EMPIRE ESSAY: The Magnificent Seven Review

A bandit terrorizes a small Mexican farming village each year. Several of the village elders send three of the farmers into the United States to search for gunmen to defend them. They end up with 7, each of whom comes for a different reason. They must prepare the town to repulse an army of over 100 bandits who will arrive wanting food.

by Kim Newman |
Published on
Running Time:

128 minutes

Certificate:

PG

Original Title:

EMPIRE ESSAY: The Magnificent Seven

Few films are shown on TV more often than the big, all-star he-man action-adventures John Sturges made in the 1960s, The Magnificent Seven and The Great Escape (1963). It's a standing joke that a rainy Bank Holiday can't slink by without a screening of one of them, although why programmers should so often reach for these particular cinematic six-shooters is easily understood. Both movies, although spectacular and expansive, play well on the small screen. Their fairly ordinary stories are told soap-style in overlapping sub-plots, each archetypal character arriving complete with a set of demons to overcome or character traits to show off. With Elmer Bernstein's memorable musical scores, inciting much whistling along from the sofa, the films rattle through lengthy running times and both deliver endings more satisfying than simple victory — the righteous are vindicated and too many good men are sent to their graves.

Akira Kurosawa's Seven Samurai (1954) was an attempt to combine the American western and Japanese swordplay movies, so it was a comparatively simple trick to retranslate the screenplay into a cowboy setting. However, it took a few years for this "obvious" idea to take root. In the past, Hollywood had remade foreign films as star vehicles (Intermezzo, Ingrid Bergman's American debut, was a script she'd already played in Swedish) or exotic items (Algiers, based on Pepe le Moko).
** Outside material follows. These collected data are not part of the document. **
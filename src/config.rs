//! Layered configuration using Figment.
//!
//! Configuration is loaded from:
//! 1. `config/siggen.toml` (or a file given on the command line)
//! 2. Environment variables prefixed with `RS_SIGGEN_`, nested with `__`
//!
//! Environment variables win over the file:
//!
//! ```text
//! RS_SIGGEN_DRIVER__MODEL=SMW200A
//! RS_SIGGEN_DRIVER__RESOURCE="TCPIP0::192.168.1.20::inst0::INSTR"
//! RS_SIGGEN_LOGGING__LEVEL=debug
//! ```
//!
//! Every field has a default, so a missing file yields a usable simulated
//! setup once `simulate` is switched on.

use crate::driver::DriverOptions;
use crate::model::InstrumentModel;
use figment::{
    providers::{Env, Format, Toml},
    Figment,
};
use serde::{Deserialize, Serialize};
use std::path::Path;
use std::time::Duration;
use thiserror::Error;

/// Default configuration file location.
pub const DEFAULT_CONFIG_PATH: &str = "config/siggen.toml";

/// Prefix of environment overrides.
pub const ENV_PREFIX: &str = "RS_SIGGEN_";

/// Configuration error types
#[derive(Debug, Error)]
pub enum ConfigError {
    /// The configuration sources could not be read or merged
    #[error("Configuration load error: {0}")]
    LoadError(#[from] figment::Error),
    /// A loaded value is out of range
    #[error("Configuration validation error: {0}")]
    ValidationError(String),
}

/// Top-level configuration
#[derive(Debug, Clone, Default, Serialize, Deserialize)]
pub struct SiggenConfig {
    /// Instrument connection and driver options
    #[serde(default)]
    pub driver: DriverConfig,
    /// Log level and format
    #[serde(default)]
    pub logging: LoggingConfig,
}

/// Instrument connection and driver options
#[derive(Debug, Clone, Serialize, Deserialize)]
pub struct DriverConfig {
    /// Model name, e.g. "SMBV100A"
    #[serde(default = "default_model")]
    pub model: String,
    /// VISA resource string (e.g., "TCPIP0::192.168.1.100::inst0::INSTR")
    #[serde(default)]
    pub resource: String,
    /// Use the simulated session instead of `resource`
    #[serde(default)]
    pub simulate: bool,
    /// Check the `*IDN?` model on initialization
    #[serde(default = "default_id_query")]
    pub id_query: bool,
    /// Send `*RST` on initialization
    #[serde(default)]
    pub reset: bool,
    /// Serve reads from valid cache entries
    #[serde(default)]
    pub cache: bool,
    /// Override of the expected `*IDN?` model prefix
    #[serde(default)]
    pub instrument_id: Option<String>,
    /// Transport timeout in milliseconds
    #[serde(default = "default_timeout")]
    pub timeout_ms: u64,
}

/// Logging output settings
#[derive(Debug, Clone, Serialize, Deserialize)]
pub struct LoggingConfig {
    /// Logging level (trace, debug, info, warn, error)
    #[serde(default = "default_level")]
    pub level: String,
    /// Emit JSON lines instead of human readable text
    #[serde(default)]
    pub json: bool,
}

// ============================================================================
// Default value functions
// ============================================================================

fn default_model() -> String {
    InstrumentModel::Smbv100a.name().to_string()
}

fn default_id_query() -> bool {
    true
}

fn default_timeout() -> u64 {
    5000
}

fn default_level() -> String {
    "info".to_string()
}

impl Default for DriverConfig {
    fn default() -> Self {
        Self {
            model: default_model(),
            resource: String::new(),
            simulate: false,
            id_query: default_id_query(),
            reset: false,
            cache: false,
            instrument_id: None,
            timeout_ms: default_timeout(),
        }
    }
}

impl Default for LoggingConfig {
    fn default() -> Self {
        Self {
            level: default_level(),
            json: false,
        }
    }
}

// ============================================================================
// Configuration Loading and Validation
// ============================================================================

impl SiggenConfig {
    /// Load from [`DEFAULT_CONFIG_PATH`] and the environment.
    pub fn load() -> Result<Self, ConfigError> {
        Self::load_from(DEFAULT_CONFIG_PATH)
    }

    /// Load from a specific file and the environment, then validate.
    ///
    /// A missing file is not an error; defaults and environment overrides
    /// still apply.
    pub fn load_from<P: AsRef<Path>>(path: P) -> Result<Self, ConfigError> {
        let config = Self::extract_from(path)?;
        config.validate()?;
        Ok(config)
    }

    /// Merge file and environment without validating, so callers can apply
    /// command-line overrides first.
    pub fn extract_from<P: AsRef<Path>>(path: P) -> Result<Self, ConfigError> {
        Figment::new()
            .merge(Toml::file(path.as_ref()))
            .merge(Env::prefixed(ENV_PREFIX).split("__"))
            .extract()
            .map_err(ConfigError::LoadError)
    }

    /// Validate configuration after loading
    ///
    /// Checks:
    /// - Log level is valid (trace, debug, info, warn, error)
    /// - Model is a supported model
    /// - Resource is set unless simulating
    /// - Timeout is non-zero
    pub fn validate(&self) -> Result<(), ConfigError> {
        let valid_levels = ["trace", "debug", "info", "warn", "error"];
        if !valid_levels.contains(&self.logging.level.as_str()) {
            return Err(ConfigError::ValidationError(format!(
                "Invalid log level '{}'. Must be one of: {}",
                self.logging.level,
                valid_levels.join(", ")
            )));
        }

        self.driver.instrument_model()?;

        if !self.driver.simulate && self.driver.resource.trim().is_empty() {
            return Err(ConfigError::ValidationError(
                "'driver.resource' cannot be empty unless 'driver.simulate' is set".to_string(),
            ));
        }

        if self.driver.timeout_ms == 0 {
            return Err(ConfigError::ValidationError(
                "'driver.timeout_ms' must be > 0".to_string(),
            ));
        }

        Ok(())
    }
}

impl DriverConfig {
    /// The configured model.
    pub fn instrument_model(&self) -> Result<InstrumentModel, ConfigError> {
        self.model.parse().map_err(|_| {
            let supported: Vec<&str> = InstrumentModel::SUPPORTED.iter().map(|m| m.name()).collect();
            ConfigError::ValidationError(format!(
                "Unsupported model '{}'. Must be one of: {}",
                self.model,
                supported.join(", ")
            ))
        })
    }

    /// Options passed to `SmDriver::initialize`.
    pub fn options(&self) -> DriverOptions {
        DriverOptions {
            simulate: self.simulate,
            id_query: self.id_query,
            reset: self.reset,
            cache: self.cache,
            instrument_id: self.instrument_id.clone(),
        }
    }

    /// I/O timeout for the transport.
    pub fn timeout(&self) -> Duration {
        Duration::from_millis(self.timeout_ms)
    }
}
//! CLI entry point for rs_siggen
//!
//! Opens one signal generator from the configuration, runs a single command
//! and closes the session again.
//!
//! # Usage
//!
//! ```bash
//! rs_siggen --simulate set rf_frequency 1.5e9
//! rs_siggen get rf_level
//! rs_siggen upload ./qpsk.wv /var/user/
//! rs_siggen recall 3
//! RS_SIGGEN_DRIVER__MODEL=SMW200A rs_siggen identify
//! ```

use anyhow::{Context, Result};
use clap::{Parser, Subcommand};
use rs_siggen::attribute::Attribute;
use rs_siggen::config::{SiggenConfig, DEFAULT_CONFIG_PATH};
use rs_siggen::driver::SmDriver;
use rs_siggen::error::DriverError;
use rs_siggen::traits::MassMemory;
use rs_siggen::{logging, InstrumentModel};
use std::path::PathBuf;
use tracing::info;

#[derive(Parser)]
#[command(name = "rs_siggen")]
#[command(about = "Control Rohde & Schwarz SM-series signal generators", long_about = None)]
struct Cli {
    /// Configuration file (TOML format)
    #[arg(long, default_value = DEFAULT_CONFIG_PATH)]
    config: PathBuf,

    /// Use the simulated instrument instead of the configured resource
    #[arg(long)]
    simulate: bool,

    #[command(subcommand)]
    command: Commands,
}

#[derive(Subcommand)]
enum Commands {
    /// Read an attribute
    Get {
        /// Attribute key, e.g. rf_frequency
        attribute: String,
    },

    /// Write an attribute
    Set {
        attribute: String,
        value: String,
    },

    /// Copy a local file into instrument mass memory
    Upload {
        file: PathBuf,
        /// Destination directory, e.g. /var/user/
        destination: String,
    },

    /// Delete a file from instrument mass memory
    Delete { path: String },

    /// Store the current settings in a state memory (*SAV)
    Save { index: usize },

    /// Restore settings from a state memory (*RCL)
    Recall { index: usize },

    /// Query *IDN?
    Identify,

    /// Reset the instrument (*RST)
    Reset,

    /// Print static driver metadata without connecting
    Info,
}

#[tokio::main]
async fn main() -> Result<()> {
    let cli = Cli::parse();

    let mut config = SiggenConfig::extract_from(&cli.config)
        .with_context(|| format!("Failed to load {}", cli.config.display()))?;
    if cli.simulate {
        config.driver.simulate = true;
    }
    if matches!(cli.command, Commands::Info) {
        // No connection needed, so the resource may be left unset
        config.driver.simulate = true;
    }
    config.validate()?;
    logging::init(&config.logging);

    let model = config.driver.instrument_model()?;
    if let Commands::Info = cli.command {
        return print_info(model);
    }

    let mut driver = SmDriver::new(model);
    driver
        .initialize_resource(
            &config.driver.resource,
            config.driver.options(),
            config.driver.timeout(),
        )
        .await?;
    info!("Connected: {}", driver.session_info().unwrap_or_default());

    let outcome = run(&mut driver, cli.command).await;
    driver.close().await?;
    outcome
}

async fn run(driver: &mut SmDriver, command: Commands) -> Result<()> {
    match command {
        Commands::Get { attribute } => {
            let attribute: Attribute = attribute.parse()?;
            let value = driver.get(attribute).await?;
            println!("{} = {}", attribute, value);
        }
        Commands::Set { attribute, value } => {
            let attribute: Attribute = attribute.parse()?;
            let kind = attribute.descriptor().kind;
            let parsed = kind.parse_input(&value).ok_or_else(|| DriverError::TypeMismatch {
                attribute: attribute.key().to_string(),
                expected: kind.name(),
            })?;
            driver.set(attribute, parsed).await?;
            println!("{} set to {}", attribute, value);
        }
        Commands::Upload { file, destination } => {
            driver.write_file_to_instrument(&file, &destination).await?;
            println!("Uploaded {} to {}", file.display(), destination);
        }
        Commands::Delete { path } => {
            driver.delete_file_from_instrument(&path).await?;
            println!("Deleted {}", path);
        }
        Commands::Save { index } => {
            driver.save_state(index).await?;
            println!("Settings saved to memory {}", index);
        }
        Commands::Recall { index } => {
            driver.recall_state(index).await?;
            println!("Settings recalled from memory {}", index);
        }
        Commands::Identify => {
            let identity = driver.identify().await?;
            print!("{}", toml::to_string_pretty(&identity)?);
        }
        Commands::Reset => {
            driver.reset().await?;
            println!("Instrument reset");
        }
        Commands::Info => {}
    }
    Ok(())
}

fn print_info(model: InstrumentModel) -> Result<()> {
    let driver = SmDriver::new(model);
    print!("{}", toml::to_string_pretty(driver.profile())?);
    Ok(())
}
There had been westerns with plots loosely appropriated from non-western sources (Howard Hawks's Red River is Mutiny On The Bounty in Stetsons), but The Magnificent Seven was the beginning of a trend to which we owe Sergio Leone's A Fistful Of Dollars (1964) (from Kurosawa's Yojimbo (1961) and, once science-fiction and thriller-action had replaced the oater as the primary Hollywood genre, the multi-remake-of-everything approach taken by Star Wars or the recycling of foreign hits like Nikita (1990) and The Vanishing (1993).
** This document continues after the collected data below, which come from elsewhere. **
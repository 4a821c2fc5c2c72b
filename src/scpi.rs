//! SCPI text helpers.
//!
//! Formatting follows the conventions the SM-series firmware expects from IVI
//! drivers: floats in C `%e` notation, booleans as `0`/`1`, strings in single
//! quotes and binary payloads behind an IEEE 488.2 definite-length block header.
//!
//! Parsing is tolerant. Every `parse_*` function returns `None` instead of an
//! error so callers can substitute a documented fallback value.

use prse::try_parse;
use serde::Serialize;

/// Format a float the way C's `%e` does: six fraction digits and a signed,
/// at least two digit exponent (`1.000000e+09`).
pub fn format_exp(value: f64) -> String {
    if value.is_nan() {
        return "nan".to_string();
    }
    if value.is_infinite() {
        return if value > 0.0 { "inf" } else { "-inf" }.to_string();
    }

    let formatted = format!("{:.6e}", value);
    match formatted.split_once('e') {
        Some((mantissa, exponent)) => {
            let (sign, digits) = match exponent.strip_prefix('-') {
                Some(digits) => ('-', digits),
                None => ('+', exponent),
            };
            format!("{mantissa}e{sign}{digits:0>2}")
        }
        None => formatted,
    }
}

/// Boolean literal used by SCPI state commands.
pub fn format_bool(value: bool) -> &'static str {
    if value {
        "1"
    } else {
        "0"
    }
}

/// Wrap a string in single quotes.
pub fn quote(value: &str) -> String {
    format!("'{value}'")
}

/// IEEE 488.2 definite-length block header for a payload of `len` bytes,
/// e.g. `#210` for ten bytes.
pub fn block_header(len: usize) -> String {
    let digits = len.to_string();
    format!("#{}{}", digits.len(), digits)
}

/// Trim whitespace and strip one pair of matching surrounding quotes.
pub fn unquote(response: &str) -> &str {
    let trimmed = response.trim();
    for quote in ['\'', '"'] {
        if trimmed.len() >= 2 && trimmed.starts_with(quote) && trimmed.ends_with(quote) {
            return &trimmed[1..trimmed.len() - 1];
        }
    }
    trimmed
}

/// Parse a numeric response.
pub fn parse_float(response: &str) -> Option<f64> {
    unquote(response).parse::<f64>().ok()
}

/// Parse a boolean response through its integer value; any non-zero integer is `true`.
pub fn parse_bool(response: &str) -> Option<bool> {
    unquote(response).parse::<i64>().ok().map(|v| v != 0)
}

/// Pass an enumerated response through; an empty response is a parse failure.
pub fn parse_choice(response: &str) -> Option<String> {
    let text = unquote(response);
    if text.is_empty() {
        None
    } else {
        Some(text.to_string())
    }
}

/// Split a SCPI command into its header and argument (`":OUTP:STATE 1"` ->
/// `(":OUTP:STATE", "1")`).
pub fn split_header(command: &str) -> (&str, &str) {
    let command = command.trim();
    match command.split_once(char::is_whitespace) {
        Some((header, argument)) => (header, argument.trim()),
        None => (command, ""),
    }
}

/// Split a compound program message into its `;` separated units.
///
/// Separators inside single or double quoted strings belong to the string.
pub fn split_messages(command: &str) -> Vec<&str> {
    let mut units = Vec::new();
    let mut quote: Option<char> = None;
    let mut start = 0;
    for (i, c) in command.char_indices() {
        match (quote, c) {
            (Some(open), c) if c == open => quote = None,
            (Some(_), _) => {}
            (None, '\'' | '"') => quote = Some(c),
            (None, ';') => {
                units.push(&command[start..i]);
                start = i + 1;
            }
            (None, _) => {}
        }
    }
    units.push(&command[start..]);
    units
}

/// Parsed `*IDN?` response.
#[derive(Debug, Clone, PartialEq, Eq, Default, Serialize)]
pub struct Identity {
    /// Manufacturer field, e.g. `Rohde&Schwarz`
    pub manufacturer: String,
    /// Model field, e.g. `SMBV100A`
    pub model: String,
    /// Serial / part number field
    pub serial: String,
    /// Firmware revision field
    pub firmware: String,
}

impl Identity {
    /// Parse a comma separated `*IDN?` response.
    pub fn parse(response: &str) -> Option<Self> {
        let fields: Result<(String, String, String, String), _> =
            try_parse!(response.trim(), "{},{},{},{}");
        let (manufacturer, model, serial, firmware) = fields.ok()?;
        Some(Self {
            manufacturer: manufacturer.trim().to_string(),
            model: model.trim().to_string(),
            serial: serial.trim().to_string(),
            firmware: firmware.trim().to_string(),
        })
    }
}

/// Parse a `:SYST:ERR?` response (`-221,"Settings conflict"`).
pub fn parse_error_response(response: &str) -> Option<(i32, String)> {
    let fields: Result<(i32, String), _> = try_parse!(response.trim(), "{},{}");
    let (code, message) = fields.ok()?;
    Some((code, unquote(&message).to_string()))
}

#[cfg(test)]
mod tests {
    use super::*;

    #[test]
    fn test_format_exp_matches_c_notation() {
        assert_eq!(format_exp(1e9), "1.000000e+09");
        assert_eq!(format_exp(-12.5), "-1.250000e+01");
        assert_eq!(format_exp(0.0), "0.000000e+00");
        assert_eq!(format_exp(2.5e-3), "2.500000e-03");
        assert_eq!(format_exp(1.5e100), "1.500000e+100");
        assert_eq!(format_exp(f64::INFINITY), "inf");
    }

    #[test]
    fn test_block_header() {
        assert_eq!(block_header(10), "#210");
        assert_eq!(block_header(7), "#17");
        assert_eq!(block_header(123_456), "#6123456");
    }

    #[test]
    fn test_parse_tolerates_whitespace_and_quotes() {
        assert_eq!(parse_float(" 1.5E+06\n"), Some(1.5e6));
        assert_eq!(parse_float("'1.000000e+08'"), Some(1e8));
        assert_eq!(parse_float(""), None);
        assert_eq!(parse_float("garbage"), None);
        assert_eq!(parse_bool("1\n"), Some(true));
        assert_eq!(parse_bool("0"), Some(false));
        assert_eq!(parse_bool("ON"), None);
        assert_eq!(unquote("\"/var/user/test.wv\""), "/var/user/test.wv");
        assert_eq!(parse_choice("  "), None);
    }

    #[test]
    fn test_split_header() {
        assert_eq!(split_header(":OUTP:STATE 1"), (":OUTP:STATE", "1"));
        assert_eq!(split_header("*RST"), ("*RST", ""));
    }

    #[test]
    fn test_split_messages_respects_quotes() {
        assert_eq!(
            split_messages(":SOUR:IQ:SOUR BAS;:SOUR:BB:ARB:STAT 1"),
            vec![":SOUR:IQ:SOUR BAS", ":SOUR:BB:ARB:STAT 1"]
        );
        assert_eq!(
            split_messages(":SOUR:BB:ARB:WAV:SEL 'a;b'"),
            vec![":SOUR:BB:ARB:WAV:SEL 'a;b'"]
        );
        assert_eq!(
            split_messages(":MMEM:DEL \"x;'y\";*CLS"),
            vec![":MMEM:DEL \"x;'y\"", "*CLS"]
        );
        assert_eq!(split_messages("*RST"), vec!["*RST"]);
    }

    #[test]
    fn test_identity_parse() {
        let idn = Identity::parse("Rohde&Schwarz,SMBV100A,1407.6004k02/260172,3.1.19.15\n")
            .expect("valid identity");
        assert_eq!(idn.manufacturer, "Rohde&Schwarz");
        assert_eq!(idn.model, "SMBV100A");
        assert_eq!(idn.firmware, "3.1.19.15");
        assert!(Identity::parse("no commas here").is_none());
    }

    #[test]
    fn test_parse_error_response() {
        assert_eq!(
            parse_error_response("-221,\"Settings conflict\""),
            Some((-221, "Settings conflict".to_string()))
        );
        assert_eq!(parse_error_response("0,\"No error\""), Some((0, "No error".to_string())));
    }
}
The marauding bandits who prey on the isolated village are now sombrero-sporting Pancho Villa types, led by Eli Wallach (who gets a more substantial role than his barely-seen equivalent in the Japanese film) with a first draft of his accent from The Good, The Bad And The Ugly. Instead of swift-sword samurai, the downtrodden villagers appeal to quick-gunmen. When the naive villager suggests they approach a tough-looking scarred fellow, his wiser partner says they should instead look, "for the man who gave him those scars." As in the Kurosawa movie, the heroes are an unusual bunch of near-psychopaths, comic oddballs and mythic archetypes. The film was such a big hit that you now accept its eccentricities, but at the time bald Russian Yul Brynner (who seems to have been up for the job because he looks a bit like Takeshi Shimura in the original) was not an obvious choice for all-in-black gunslinger-with-integrity Chris. It was a role he would reprise in the first of a run of sequels (Return Of The Seven (1966) and reference as a killer robot in Westworld (1973), but you have to ask how someone with his accent and face got out West in the first place, let alone became such a western feature that he would be cast as an Indian (Kings Of The Sun (1963) and a Mexican (Pancho Villa (1968).
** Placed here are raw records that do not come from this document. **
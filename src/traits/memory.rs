//! Instrument memory: mass storage file transfer and state save/recall.
//!
//! Uploads use an IEEE 488.2 definite-length block: the `:MMEM:DATA` header
//! carries the target name and the byte count, and the payload follows as a
//! separate raw write. Complete instrument settings are stored in numbered
//! state memories with `*SAV` and restored with `*RCL`.

use crate::driver::SmDriver;
use crate::error::{DriverError, DriverResult};
use crate::model::Capability;
use crate::scpi;
use async_trait::async_trait;
use std::path::Path;
use tracing::info;

/// Memory capability.
#[async_trait]
pub trait MassMemory: Send {
    /// Copy a local file into instrument mass memory.
    ///
    /// `destination` is a directory prefix and is concatenated verbatim with
    /// the file name of `source`, so it should end with a separator.
    async fn write_file_to_instrument(
        &mut self,
        source: &Path,
        destination: &str,
    ) -> DriverResult<()>;

    /// Not supported; always fails with `NotImplemented`.
    async fn read_file_from_instrument(
        &mut self,
        source: &str,
        destination: &Path,
    ) -> DriverResult<()>;

    /// Delete a file from instrument mass memory.
    async fn delete_file_from_instrument(&mut self, path: &str) -> DriverResult<()>;

    /// Store the current instrument settings in state memory `index` (`*SAV`).
    async fn save_state(&mut self, index: usize) -> DriverResult<()>;

    /// Restore settings from state memory `index` (`*RCL`). Every cache entry
    /// goes stale, since the instrument changes its settings on its own.
    async fn recall_state(&mut self, index: usize) -> DriverResult<()>;
}

impl SmDriver {
    fn check_memory_index(&self, index: usize) -> DriverResult<()> {
        self.require(Capability::Memory)?;
        if index >= self.profile().memory_size {
            return Err(DriverError::ValueNotSupported {
                attribute: "memory_index".to_string(),
                value: index.to_string(),
            });
        }
        Ok(())
    }
}

/// Build the `:MMEM:DATA` header for a payload of `len` bytes.
fn data_command(destination: &str, file_name: &str, len: usize) -> String {
    format!(
        ":MMEM:DATA {} ,{}",
        scpi::quote(&format!("{destination}{file_name}")),
        scpi::block_header(len)
    )
}

#[async_trait]
impl MassMemory for SmDriver {
    async fn write_file_to_instrument(
        &mut self,
        source: &Path,
        destination: &str,
    ) -> DriverResult<()> {
        self.require(Capability::Memory)?;
        let data = tokio::fs::read(source).await?;
        let file_name = source
            .file_name()
            .map(|name| name.to_string_lossy().into_owned())
            .unwrap_or_default();

        self.write(&data_command(destination, &file_name, data.len()))
            .await?;
        self.write_raw(&data).await?;
        info!(
            "Uploaded {} ({} bytes) to {}{}",
            source.display(),
            data.len(),
            destination,
            file_name
        );
        Ok(())
    }

    async fn read_file_from_instrument(
        &mut self,
        _source: &str,
        _destination: &Path,
    ) -> DriverResult<()> {
        Err(DriverError::NotImplemented(
            "read_file_from_instrument".to_string(),
        ))
    }

    async fn delete_file_from_instrument(&mut self, path: &str) -> DriverResult<()> {
        self.require(Capability::Memory)?;
        self.write(&format!(":MMEM:DEL {}", scpi::quote(path))).await
    }

    async fn save_state(&mut self, index: usize) -> DriverResult<()> {
        self.check_memory_index(index)?;
        self.write(&format!("*SAV {index}")).await
    }

    async fn recall_state(&mut self, index: usize) -> DriverResult<()> {
        self.check_memory_index(index)?;
        self.write(&format!("*RCL {index}")).await?;
        self.invalidate_cache();
        info!("Recalled instrument state {}", index);
        Ok(())
    }
}
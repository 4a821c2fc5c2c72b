//! Tracing subscriber setup.
//!
//! `RUST_LOG` takes precedence over the configured level, so
//! `RUST_LOG=rs_siggen=debug` shows every SCPI transaction.

use crate::config::LoggingConfig;
use tracing_subscriber::EnvFilter;

/// Install the global `fmt` subscriber.
///
/// Returns `false` if a subscriber was already installed, in which case the
/// existing one is kept.
pub fn init(config: &LoggingConfig) -> bool {
    let filter = EnvFilter::try_from_default_env()
        .unwrap_or_else(|_| EnvFilter::new(config.level.as_str()));

    let builder = tracing_subscriber::fmt()
        .with_env_filter(filter)
        .with_target(true);

    let installed = if config.json {
        builder.json().try_init()
    } else {
        builder.try_init()
    };
    installed.is_ok()
}
//! RF output: CW frequency, level and output state.

use crate::attribute::Attribute;
use crate::driver::SmDriver;
use crate::error::DriverResult;
use async_trait::async_trait;

/// Base RF signal generator capability.
#[async_trait]
pub trait RfBase: Send {
    /// CW frequency in Hz. Reads `0.0` if the response cannot be parsed.
    async fn rf_frequency(&mut self) -> DriverResult<f64>;

    /// Set the CW frequency in Hz. The model's frequency range is not enforced.
    async fn set_rf_frequency(&mut self, hz: f64) -> DriverResult<()>;

    /// Output level in dBm.
    async fn rf_level(&mut self) -> DriverResult<f64>;

    /// Set the output level in dBm.
    async fn set_rf_level(&mut self, dbm: f64) -> DriverResult<()>;

    /// RF output state.
    async fn rf_output_enabled(&mut self) -> DriverResult<bool>;

    /// Switch the RF output on or off.
    async fn set_rf_output_enabled(&mut self, enabled: bool) -> DriverResult<()>;
}

#[async_trait]
impl RfBase for SmDriver {
    async fn rf_frequency(&mut self) -> DriverResult<f64> {
        self.get_f64(Attribute::RfFrequency).await
    }

    async fn set_rf_frequency(&mut self, hz: f64) -> DriverResult<()> {
        self.set(Attribute::RfFrequency, hz).await
    }

    async fn rf_level(&mut self) -> DriverResult<f64> {
        self.get_f64(Attribute::RfLevel).await
    }

    async fn set_rf_level(&mut self, dbm: f64) -> DriverResult<()> {
        self.set(Attribute::RfLevel, dbm).await
    }

    async fn rf_output_enabled(&mut self) -> DriverResult<bool> {
        self.get_bool(Attribute::RfOutputEnabled).await
    }

    async fn set_rf_output_enabled(&mut self, enabled: bool) -> DriverResult<()> {
        self.set(Attribute::RfOutputEnabled, enabled).await
    }
}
The rest of the seven were young, unfamiliar types with more TV experience than Hollywood clout: competing cool cats McQueen (Vin) and James Coburn (Britt), solid presence (and another Russian) Charles Bronson (Bernardo O'Reilly), well-dressed but nerves-shot Robert Vaughn (Lee), combustible German Mexican Horst Buchholz (Chico) and avaricious Brad Dexter (Harry Luck). Dexter was best-known as Frank Sinatra's bodyguard, but the rest of the cast scored some sort of stardom.

Because he became arguably the biggest star in the posse, it's strange to look again at the film and find that McQueen takes the sidekick role, standing back to admire Brynner, while Coburn gets the part to kill for, as the ice-perfect knife-thrower who conies closest to being a samurai out west. They are a brawling, bothersome assortment and the mismatch of their personalities makes for weird entertainment: no-one ever did more acting in a single film than Buchholz does here, in a vain effort to match Toshiro Mifune, but Bronson seems carved from rock (he gets stuck with the palling-about-with kids subplot).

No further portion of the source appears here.